Though this level of ignorant entitlement is, one hopes, not too widespread, there remains something patronising and exceptionalist among many English people when they speak or write of the devolved nations. The recent comment of Stephen Cottrell, the Archbishop of York, that Welsh sports teams should sing God Save the Queen when lining up for international competitions is similarly embarrassing. It seems to me a pity that Archbishop Cotterell, who is a good man, thought it more important to say this than to praise the moral virtue of Wales’ First Minister, Mark Drakeford, who set such a good example of community solidarity and citizenship by the manner in which he encouraged young Welsh people to get vaccinated. An approach which put the Westminster government’s transactional bribes in a most unfavourable light.
So, as an Englishwoman, how am I to define my own Englishness? Do I need to? What are its commonalities with other identities? How might the increasingly toxic nature of the English ‘brand’ be ameliorated?
I am English because I was born in England of parents who were UK citizens. Like so many of us in England, my ancestry is diverse. My mother’s family fled from Tsarist persecution in the 19th century. On my father’s side, there are Bavarians and Ulster Scots. In recent generations we have been local councillors, farm labourers, shepherds, weavers, woodworkers, teachers, musicians, chemists and writers. We have identified with England and known ourselves as English – whatever failures and graces of our country we may have lived through. We have always been dissenters and have sometimes had troubled relationships with those things which make for war. We are typical of millions.
England has formed me. It would be conceited to claim otherwise. I love its landscapes, from the west Cumbrian seaboard to the vast skies of East Anglia. Its varied townscapes, made by industry, rural markets and historic conflict, all have their own place in my makeup. English folklore, so closely bound up with the wonderful diversity of strongly characterised regions, lives in my imagination, whilst the English radical tradition is an ongoing inspiration.

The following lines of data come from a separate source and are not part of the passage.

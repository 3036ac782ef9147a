//! On-disk configuration: `frogpmp.cfg`, per-folder `_display.opt`,
//! `frogui_empty_dirs.cache`, and theme `theme.ini`.
//!
//! All of these are flat `key=value` (optionally `[section]`-grouped) text
//! files — no nesting, no arrays-of-tables, no type coercion beyond
//! ints/bools/strings — so they're parsed with a small hand-rolled line
//! reader rather than a generic config crate.

use crate::color::ColorMode;
use crate::video_player::PlayMode;
use std::collections::HashMap;
use std::fmt::Write as _;

/// Parsed `key=value` lines, section-aware (`[section]` headers group
/// subsequent keys under that section name; keys before any header are
/// under the empty-string section).
pub struct KeyValueFile {
    sections: HashMap<String, HashMap<String, String>>,
}

impl KeyValueFile {
    pub fn parse(text: &str) -> Self {
        let mut sections: HashMap<String, HashMap<String, String>> = HashMap::new();
        let mut current = String::new();
        sections.entry(current.clone()).or_default();

        for raw_line in text.lines() {
            let line = raw_line.trim();
            if line.is_empty() || line.starts_with(';') || line.starts_with('#') {
                continue;
            }
            if let Some(stripped) = line.strip_prefix('[').and_then(|s| s.strip_suffix(']')) {
                current = stripped.trim().to_string();
                sections.entry(current.clone()).or_default();
                continue;
            }
            if let Some((key, value)) = line.split_once('=') {
                sections
                    .entry(current.clone())
                    .or_default()
                    .insert(key.trim().to_string(), value.trim().to_string());
            }
        }

        Self { sections }
    }

    pub fn get(&self, section: &str, key: &str) -> Option<&str> {
        self.sections.get(section)?.get(key).map(String::as_str)
    }

    pub fn get_default(&self, key: &str) -> Option<&str> {
        self.get("", key)
    }
}

/// Settings persisted in `/mnt/sda1/ROMS/.frogpmp.cfg`.
#[derive(Debug, Clone, PartialEq)]
pub struct Settings {
    pub color_mode: ColorMode,
    pub xvid_black_is_pc: bool,
    pub show_time: bool,
    pub show_debug: bool,
    pub play_mode: PlayMode,
}

impl Default for Settings {
    fn default() -> Self {
        Self {
            color_mode: ColorMode::Unchanged,
            xvid_black_is_pc: false,
            show_time: true,
            show_debug: false,
            play_mode: PlayMode::Repeat,
        }
    }
}

impl Settings {
    /// Parse a `frogpmp.cfg`. Corrupt or missing individual keys fall back to
    /// that key's default rather than failing the whole file (§3.1): a
    /// hand-edited or partially-written config must never block the player
    /// from opening.
    pub fn parse(text: &str) -> Self {
        let kv = KeyValueFile::parse(text);
        let defaults = Settings::default();

        let color_mode = kv
            .get_default("color_mode")
            .and_then(ColorMode::from_name)
            .unwrap_or(defaults.color_mode);

        let xvid_black_is_pc = kv
            .get_default("xvid_black")
            .and_then(|v| v.parse::<u32>().ok())
            .map(|v| v != 0)
            .unwrap_or(defaults.xvid_black_is_pc);

        let show_time = kv
            .get_default("show_time")
            .and_then(parse_bool)
            .unwrap_or(defaults.show_time);

        let show_debug = kv
            .get_default("show_debug")
            .and_then(parse_bool)
            .unwrap_or(defaults.show_debug);

        let play_mode = kv
            .get_default("play_mode")
            .and_then(PlayMode::from_name)
            .unwrap_or(defaults.play_mode);

        Self {
            color_mode,
            xvid_black_is_pc,
            show_time,
            show_debug,
            play_mode,
        }
    }

    pub fn serialize(&self) -> String {
        let mut out = String::new();
        let _ = writeln!(out, "color_mode={}", self.color_mode.name());
        let _ = writeln!(out, "xvid_black={}", self.xvid_black_is_pc as u32);
        let _ = writeln!(out, "show_time={}", self.show_time as u32);
        let _ = writeln!(out, "show_debug={}", self.show_debug as u32);
        let _ = writeln!(out, "play_mode={}", self.play_mode.name());
        out
    }
}

fn parse_bool(v: &str) -> Option<bool> {
    match v {
        "1" | "true" | "yes" => Some(true),
        "0" | "false" | "no" => Some(false),
        _ => None,
    }
}

/// A parsed per-folder `<folder>_display.opt`.
#[derive(Debug, Clone, PartialEq)]
pub struct DisplayOptions {
    pub files_and_dirs: bool,
    pub patterns: Vec<String>,
    pub disk1_only: bool,
}

impl Default for DisplayOptions {
    fn default() -> Self {
        Self {
            files_and_dirs: true,
            patterns: Vec::new(),
            disk1_only: false,
        }
    }
}

impl DisplayOptions {
    pub fn parse(text: &str) -> Self {
        let kv = KeyValueFile::parse(text);
        let defaults = DisplayOptions::default();

        let files_and_dirs = match kv.get_default("mode") {
            Some("files_only") => false,
            Some("files_and_dirs") => true,
            _ => defaults.files_and_dirs,
        };

        let pattern_count: usize = kv
            .get_default("pattern_count")
            .and_then(|v| v.parse().ok())
            .unwrap_or(0);

        let mut patterns = Vec::with_capacity(pattern_count);
        for i in 0..pattern_count {
            if let Some(p) = kv.get_default(&format!("pattern{i}")) {
                patterns.push(p.to_string());
            }
        }

        let disk1_only = kv
            .get_default("disk1_only")
            .and_then(parse_bool)
            .unwrap_or(defaults.disk1_only);

        Self {
            files_and_dirs,
            patterns,
            disk1_only,
        }
    }
}

/// `configs/frogui_empty_dirs.cache`: one folder name per line.
pub fn parse_empty_dirs_cache(text: &str) -> Vec<String> {
    text.lines()
        .map(str::trim)
        .filter(|l| !l.is_empty())
        .map(str::to_string)
        .collect()
}

#[cfg(test)]
mod tests {
    use super::*;

    #[test]
    fn settings_roundtrip_through_serialize_and_parse() {
        let s = Settings {
            color_mode: ColorMode::Warm,
            xvid_black_is_pc: true,
            show_time: false,
            show_debug: true,
            play_mode: PlayMode::Shuffle,
        };
        let text = s.serialize();
        let parsed = Settings::parse(&text);
        assert_eq!(s, parsed);
    }

    #[test]
    fn settings_default_on_missing_file() {
        let parsed = Settings::parse("");
        assert_eq!(parsed, Settings::default());
    }

    #[test]
    fn settings_corrupt_single_line_falls_back_for_that_key_only() {
        let text = "color_mode=NotARealMode\nshow_time=1\n";
        let parsed = Settings::parse(text);
        assert_eq!(parsed.color_mode, Settings::default().color_mode);
        assert!(parsed.show_time);
    }

    #[test]
    fn display_options_parses_numbered_patterns() {
        let text = "mode=files_only\npattern_count=2\npattern0=*.gba\npattern1=*.zip\n";
        let opts = DisplayOptions::parse(text);
        assert!(!opts.files_and_dirs);
        assert_eq!(opts.patterns, vec!["*.gba", "*.zip"]);
    }

    #[test]
    fn empty_dirs_cache_skips_blank_lines() {
        let text = "snes\n\ngenesis\n";
        assert_eq!(parse_empty_dirs_cache(text), vec!["snes", "genesis"]);
    }

    #[test]
    fn sections_are_isolated() {
        let text = "[layout]\nwidth=10\n[colors]\nwidth=20\n";
        let kv = KeyValueFile::parse(text);
        assert_eq!(kv.get("layout", "width"), Some("10"));
        assert_eq!(kv.get("colors", "width"), Some("20"));
    }
}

The literature, music and visual arts of my native country are woven into me – again, as they are for millions. They may literally be life-giving in the darkest times and places. The tragedy is, that as with so much we hold dear, this has become tainted by an arrogant exceptionalism which refuses to even entertain the concept of other nations being the source of equal treasure for their people. This is now going dangerously beyond the self-parodying territory of Flanders and Swann’s Song of Patriotic Prejudice, into xenphobia, racism and violence. It has become a weapon in the culture war with which a venal and incompetent government sets us to tear at each other, our neighbours and the wider world beyond these islands.
Those things which are beautiful, quirky, brave and nourishing do not cease to exist north of Carlisle or west of the Dee. They are not diminished because they are found beyond the Irish Sea, the Channel or the world’s oceans. They exert a pull on our hearts because that is what our hearts – and our minds and souls – are made for. It is by acknowledging this commonality that we might find ourselves enabled to see unfamiliarity as a very local phenomenon which must take second place to something greater. What I value in my country does not require me to disparage the same emotions in others nor to consider the lands which gave rise to them as being somehow inferior.
There is a good deal wrong with the power structures of the UK. Much of this will eventually change. But whether or not Scotland gains its independence, whether or not Ireland, north and south is reunited, whether or not genuine devolution and regional parliaments are achieved in England, we have to learn to embrace diversity and show a welcoming generosity to all who wish to live here. We have to pursue justice and equality for all if we are not to become a “right little, tight little island” festering in pettiness and generating still more division.
‘Speaking for England’ is not easy. I am aware of the growing burden of shame. But speak we must. This is not to gloss over all that is wrong (and arguably getting worse), but rather to have faith in what is lovely and lovable about this strange little country. It is an appeal to those who do love it to explore why without feeling ashamed, to share those reasons and to combine in breaking the poisonous link between patriotism and nationalism.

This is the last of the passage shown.